Oxygen deficiency during critical illness may cause profound changes in cellular metabolism and subsequent tissue and organ dysfunction. Clinical treatment in these cases targets rapid reoxygenation to avoid a prolonged impaired synthesis of cellular high-energy phosphates (ATP). However, the effect of this therapeutic intervention on tissue metabolism has not been determined yet. Thus the present study was designed to determine the effects of hypoxia and reoxygenation with either room air or 100% oxygen on variables of interstitial metabolism in different tissues using in vivo microdialysis. Twenty-seven adult, male CD-rats (407-487 g; Ivanovas, Kisslegg, Germany) were studied during general anesthesia. Following preparation and randomization, rats were normoventilated for 45 min (FiO(2) 0.21), followed by induction of hypoxia (FiO(2) 0.1, 40 min) and reoxygenated for 50 min either with FiO(2) 1.0 (group 1, n=10) or FiO(2) 0.21 (group 2, n=10). Control animals (n=7) were ventilated with 21% oxygen during the observation period. Additional to invasive haemodynamic parameters, biochemical tissue monitoring was performed using CMA 20 microdialysis probes, inserted into muscle, subcutaneous space, liver, and the peritoneal cavity allowing analyses of lactate and pyruvate at short intervals. Hypoxia induced a significant reduction in mean arterial pressure (MAP) in group 1 and 2 compared with the control group (P<0.05) without any significant differences between both treatment groups. This was accompanied by a significant increase in blood lactate (10.5+/-3.1 mM (group 1) and 12.3+/-4.1 mM (group 2) vs. 1.5+/-0.3 mM (control); P<0.05) and severe metabolic acidosis (base excess (BE): -18.3+/-5 mM (1) and -17.3+/-7 mM (2) vs. -2.6+/-1.8 mM (control), P<0.05).
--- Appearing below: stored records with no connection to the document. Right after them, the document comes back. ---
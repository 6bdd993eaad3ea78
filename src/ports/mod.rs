//! Port traits the domain depends on.

pub mod chat_port;
pub mod config_port;
pub mod data_port;
pub mod store_port;
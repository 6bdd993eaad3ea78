//! Market data access port trait.

use crate::domain::error::StockpickError;
use crate::domain::ohlcv::OhlcvBar;
use crate::domain::pick::Candidate;

pub trait DataPort {
    /// Most recent `days` daily bars for `symbol`, oldest first.
    fn fetch_bars(&self, symbol: &str, days: usize) -> Result<Vec<OhlcvBar>, StockpickError>;

    /// Candidate pool for a recommendation run.
    fn candidate_pool(&self) -> Result<Vec<Candidate>, StockpickError>;
}
impl Workspace {
    fn new(with_sqlite: bool) -> Self {
        let dir = TempDir::new().unwrap();
        let bars_dir = dir.path().join("bars");
        fs::create_dir_all(&bars_dir).unwrap();

        for (symbol, bars) in [
            ("sh.600036", rising("sh.600036", 30.0)),
            ("sz.002475", rising("sz.002475", 8.0)),
            ("sz.000001", falling("sz.000001", 12.0)),
        ] {
            fs::write(bars_dir.join(format!("{symbol}.csv")), bars_csv(&bars)).unwrap();
        }
        fs::write(
            dir.path().join("pool.csv"),
            "symbol,name,auction_ratio,auction_volume_ratio,market_cap_billion,concept\n\
             600036,招商银行,2.5,2.0,900,bank\n\
             002475,立讯精密,,,280,\n\
             000001,平安银行,,,210,\n\
             300999,Missing,,,,\n",
        )
        .unwrap();

        let ws = Self { dir };
        ws.write_config(with_sqlite, "");
        ws
    }

    fn path(&self, name: &str) -> PathBuf {
        self.dir.path().join(name)
    }

    fn config_path(&self) -> PathBuf {
        self.path("stockpick.ini")
    }

    fn config_arg(&self) -> String {
        self.config_path().display().to_string()
    }

    fn write_config(&self, with_sqlite: bool, strategy_extra: &str) {
        let mut ini = format!(
            "[strategy]\n\
             tech_weight = 0.65\n\
             auction_weight = 0.35\n\
             score_threshold = 0.65\n\
             max_recommendations = 10\n\
             {strategy_extra}\n\
             [data]\n\
             dir = {}\n\
             pool = {}\n\
             \n\
             [llm]\n\
             providers = {}\n",
            self.path("bars").display(),
            self.path("pool.csv").display(),
            self.path("ai_models.json").display(),
        );
        if with_sqlite {
            ini.push_str(&format!(
                "\n[sqlite]\npath = {}\n",
                self.path("stockpick.db").display()
            ));
        }
        fs::write(self.config_path(), ini).unwrap();
    }

    fn config(&self) -> FileConfigAdapter {
        FileConfigAdapter::from_file(self.config_path()).unwrap()
    }
}

mod helpers {
    use super::*;

    #[test]
    fn load_config_missing_file_is_config_exit_code() {
        let result = cli::load_config(Some(Path::new("/nonexistent/stockpick.ini")));
        assert_eq!(result.err(), Some(ExitCode::from(2)));
    }

    #[test]
    fn resolve_conditions_variants() {
        let preset = cli::resolve_conditions(Some("low_price_breakout"), None).unwrap();
        assert!(preset.price_max.is_some());

        let custom =
            cli::resolve_conditions(None, Some(r#"{"price_max": 20, "rsi_min": 30}"#)).unwrap();
        assert_eq!(custom.price_max, Some(20.0));
        assert_eq!(custom.rsi_min, Some(30.0));
        assert_eq!(custom.total_score_min, None);

        let none = cli::resolve_conditions(None, None).unwrap();
        assert_eq!(none, Default::default());

        assert!(matches!(
            cli::resolve_conditions(Some("moonshot"), None),
            Err(StockpickError::UnknownPreset(_))
        ));
        assert!(matches!(
            cli::resolve_conditions(None, Some("{price_max")),
            Err(StockpickError::Json(_))
        ));
    }

    #[test]
    fn data_adapter_uses_pool_file() {
        let ws = Workspace::new(false);
        let config = ws.config();
        use stockpick::ports::data_port::DataPort;

        let pool = cli::data_adapter(&config).candidate_pool().unwrap();
        let symbols: Vec<&str> = pool.iter().map(|c| c.symbol.as_str()).collect();
        assert_eq!(
            symbols,
            vec!["sh.600036", "sz.002475", "sz.000001", "sz.300999"]
        );
    }

    #[test]
    fn risk_filter_defaults_without_blacklist() {
        let config = FileConfigAdapter::empty();
        assert_eq!(cli::risk_filter(&config).blacklist_len(), 7);

        let config = FileConfigAdapter::from_string("[data]\nblacklist = 600036, 000001\n").unwrap();
        assert_eq!(cli::risk_filter(&config).blacklist_len(), 2);
    }
}
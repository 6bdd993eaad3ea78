//! Core domain types and logic.

pub mod ohlcv;
pub mod indicator;
pub mod error;
pub mod market;
pub mod technical;
pub mod rule;
pub mod rule_builtin;
pub mod engine;
pub mod scoring;
pub mod strategy;
pub mod config_validation;
pub mod pick;
pub mod explain;
pub mod recommend;
pub mod screener;
pub mod watchlist;
pub mod llm;
pub mod deep_analysis;
pub mod task;
pub mod scheduler;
During hypoxia, the interstitial lacate/pyruvate ratio in groups 1 and 2 increased to 455+/-199% (muscle), 468+/-148% (intraperitoneal), 770+/-218% (hepatic) and 855+/-432% (subcutaneous) (P<0.05 vs. control, respectively). No significant inter-organ or inter-group differences in interstitial dialysates were observed in the treatment groups, neither during hypoxia nor during reoxygenation. Our data suggest, that hypoxia induces comparable metabolic alterations in various tissues and that reoxygenation with 100% oxygen is not superior to 21% oxygen in restoring tissue metabolism after critical hypoxia.